Отставка Самарина и Джунковского явилась косвенным следствием одного эпизода, молчаливым свидетелем которого я был сам. В один летний вечер я вместе с несколькими англичанами был в «Яре», самом роскошном ночном ресторане Москвы. Пока мы в главном зале смотрели программу, в одном из соседних кабинетов поднялся сильный шум. Дикие женские крики, ругань мужчин, звон разбитых стаканов, хлопанье дверьми слились в адский хор. Лакеи бросились наверх. Метрдотель послал за полицией, которая всегда дежурила в больших ресторанах. Полиция суетилась, лакеи чесали затылки и совещались. Причиной беспорядка оказался пьяный скандаливший Распутин; ни полиция, ни администрация не осмеливались вывести его. Городовой позвонил участковому надзирателю, тот полицмейстеру. Полицмейстер позвонил Джунковскому, который был товарищем министра внутренних дел и начальником всей полиции. Джунковский, бывший генерал и человек с характером, отдал распоряжение арестовать Распутина, который, в сущности, не был даже священником, а самым обыкновенным гражданином. После того, как он в продолжение двух часов мешал всем веселиться, его увели в ближайший полицейский участок; по дороге он выкрикивал ругательства и угрозы. На следующее утро его выпустили по распоряжению свыше. В тот же день он выехал в Петербург. И в течение двадцати четырех часов Джунковский получил отставку.
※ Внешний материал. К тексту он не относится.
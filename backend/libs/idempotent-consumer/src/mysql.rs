use async_trait::async_trait;
use sqlx::{MySqlPool, Row};
use tracing::debug;

use crate::error::IdempotencyResult;
use crate::ProcessedEventStore;

/// Processed-event store backed by the service's write database.
///
/// `processed_events` has a composite primary key on
/// `(event_id, service_name)`; `INSERT IGNORE` turns the duplicate-key
/// collision into a zero-row insert.
#[derive(Clone)]
pub struct MySqlProcessedEventStore {
    pool: MySqlPool,
}

impl MySqlProcessedEventStore {
    pub fn new(pool: MySqlPool) -> Self {
        Self { pool }
    }
}

#[async_trait]
impl ProcessedEventStore for MySqlProcessedEventStore {
    async fn is_processed(&self, event_id: &str, service_name: &str) -> IdempotencyResult<bool> {
        let row = sqlx::query(
            r#"
            SELECT EXISTS(
                SELECT 1 FROM processed_events
                WHERE event_id = ? AND service_name = ?
            ) AS seen
            "#,
        )
        .bind(event_id)
        .bind(service_name)
        .fetch_one(&self.pool)
        .await?;

        let seen: i64 = row.try_get("seen")?;
        Ok(seen != 0)
    }

    async fn mark_processed(
        &self,
        event_id: &str,
        service_name: &str,
    ) -> IdempotencyResult<bool> {
        let result = sqlx::query(
            r#"
            INSERT IGNORE INTO processed_events (event_id, service_name, processed_at)
            VALUES (?, ?, NOW(6))
            "#,
        )
        .bind(event_id)
        .bind(service_name)
        .execute(&self.pool)
        .await?;

        let inserted = result.rows_affected() > 0;
        if !inserted {
            debug!(event_id = %event_id, service = %service_name, "event already recorded");
        }
        Ok(inserted)
    }
}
Отставка Самарина, последовавшая позже, произвела очень тяжелое впечатление. Дворянин, человек с прекрасной репутацией, он был обер-прокурором святейшего Синода и одним из лучших представителей своего класса. Его можно было обвинить в чем угодно, но не в отсутствии глубоко консервативных взглядов или преданности императору. Однако каждый либерал и социалист уважал его как честного человека, и тот факт, что император пожертвовал одним из своих самых верных слуг ради такого субъекта, как Распутин, был воспринят почти всеми в Москве как абсолютное доказательство бездарности царя. «Долой самодержавие», — кричали либералы. Но даже среди реакционеров были такие, которые говорили: «Если вы хотите, чтобы самодержавие процветало, дайте нам хорошего самодержца». Это был единственный случай, когда Распутин встретился на моем пути. Однако время от времени я видел следы зверя в доме Челнокова, где городской голова показывал мне коротенькие напечатанные записочки, в которых просили устроить предъявителя сего на теплое местечко в Союзе городов. Записки были подписаны безграмотными каракулями «Г. Р.» — Григорий Распутин. Записочки неизменно выбрасывались стойким Челноковым. С наступлением зимы, а она была ранней в 1915 году, на фронте установилось затишье, а в связи с этим затишье и на политическом горизонте.